> WHAT YOU SHOULD DO:
Which lines below hold the word "CloseHandle"? Copy all of them.

(Stored data)

-.-.-

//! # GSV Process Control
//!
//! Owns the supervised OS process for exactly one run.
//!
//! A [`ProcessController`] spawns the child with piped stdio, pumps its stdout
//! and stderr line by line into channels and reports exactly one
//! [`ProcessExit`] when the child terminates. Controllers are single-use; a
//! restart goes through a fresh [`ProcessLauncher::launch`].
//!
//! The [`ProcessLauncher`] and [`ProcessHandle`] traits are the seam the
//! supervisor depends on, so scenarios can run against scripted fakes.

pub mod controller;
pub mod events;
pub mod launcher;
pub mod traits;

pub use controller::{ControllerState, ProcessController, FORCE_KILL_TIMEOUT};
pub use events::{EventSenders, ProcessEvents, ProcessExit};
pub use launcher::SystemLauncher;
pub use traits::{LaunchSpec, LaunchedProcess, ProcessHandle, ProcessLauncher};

-.-.-

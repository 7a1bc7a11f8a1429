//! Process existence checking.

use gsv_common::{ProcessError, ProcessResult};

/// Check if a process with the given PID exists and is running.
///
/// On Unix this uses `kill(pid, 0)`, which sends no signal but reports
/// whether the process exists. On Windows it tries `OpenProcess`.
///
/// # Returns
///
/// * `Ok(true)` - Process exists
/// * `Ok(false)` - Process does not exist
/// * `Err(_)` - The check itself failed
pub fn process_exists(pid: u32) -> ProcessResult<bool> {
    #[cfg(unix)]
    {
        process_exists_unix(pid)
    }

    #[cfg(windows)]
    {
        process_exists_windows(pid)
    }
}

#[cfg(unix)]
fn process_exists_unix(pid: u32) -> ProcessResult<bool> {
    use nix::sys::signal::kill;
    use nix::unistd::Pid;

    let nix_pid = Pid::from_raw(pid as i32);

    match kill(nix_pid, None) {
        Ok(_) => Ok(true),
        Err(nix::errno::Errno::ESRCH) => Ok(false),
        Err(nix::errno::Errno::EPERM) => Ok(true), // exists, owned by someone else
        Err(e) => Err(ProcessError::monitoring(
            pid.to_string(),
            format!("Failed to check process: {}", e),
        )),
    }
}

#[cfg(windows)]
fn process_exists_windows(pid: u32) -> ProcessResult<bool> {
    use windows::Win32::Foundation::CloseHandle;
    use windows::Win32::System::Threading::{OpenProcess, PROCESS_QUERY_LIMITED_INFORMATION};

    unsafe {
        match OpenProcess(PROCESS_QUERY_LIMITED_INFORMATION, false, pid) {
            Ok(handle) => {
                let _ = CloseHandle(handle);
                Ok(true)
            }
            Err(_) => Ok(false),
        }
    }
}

-.-.-

> WRITTEN SOLUTION:
    use windows::Win32::Foundation::CloseHandle;
                let _ = CloseHandle(handle);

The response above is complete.